- _Exercise directions_
Which lines below contain "crate"? Pull them out.

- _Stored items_
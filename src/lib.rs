//! A distributed append-only blob (photo) store modeled on the Haystack
//! architecture: Store volumes on disk, a Postgres/Redis-backed Directory
//! for metadata and leader election, a Replication Manager control loop,
//! and an LRU Cache in front of reads.

pub mod background;
pub mod cache;
pub mod client;
pub mod config;
pub mod coordination;
pub mod directory;
pub mod error;
pub mod paths;
pub mod ratelimit;
pub mod replication;
pub mod store;
pub mod types;

pub use config::HaystackConfig;
pub use error::{HaystackError, HaystackResult};
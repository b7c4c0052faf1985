//! Health scanning: promotes stores between Healthy, Suspect, and Down based on how
//! long it has been since their last heartbeat. Only the current leader runs this,
//! since only the leader's writes to `store_machines.status` matter.

use crate::directory::db::DB;
use crate::types::MachineStatus;
use chrono::Utc;
use std::time::Duration;
use tracing::{info, warn};

/// One scan over every known store, transitioning status where the elapsed time since
/// the last heartbeat crosses the half-window (Suspect) or full-window (Down)
/// thresholds, and demoting back to Healthy once heartbeats resume.
pub fn run_once(db: &DB, health_window: Duration) -> crate::error::DirectoryResult<()> {
    let half_window = health_window / 2;
    let now = Utc::now();

    for store in db.list_stores()? {
        let age = now.signed_duration_since(store.last_heartbeat);
        let age = age.to_std().unwrap_or(Duration::ZERO);
        let current = store.parsed_status();

        let next = if age >= health_window {
            MachineStatus::Down
        } else if age >= half_window {
            MachineStatus::Suspect
        } else {
            MachineStatus::Healthy
        };

        if next != current {
            match next {
                MachineStatus::Down => warn!(machine_id = store.id, "store marked down"),
                MachineStatus::Suspect => warn!(machine_id = store.id, "store marked suspect"),
                MachineStatus::Healthy => info!(machine_id = store.id, "store recovered to healthy"),
            }
            db.set_store_status(store.id as u32, next)?;
        }
    }

    Ok(())
}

- _Task solution_
use crate::directory::db::DB;
use crate::types::MachineStatus;
pub fn run_once(db: &DB, health_window: Duration) -> crate::error::DirectoryResult<()> {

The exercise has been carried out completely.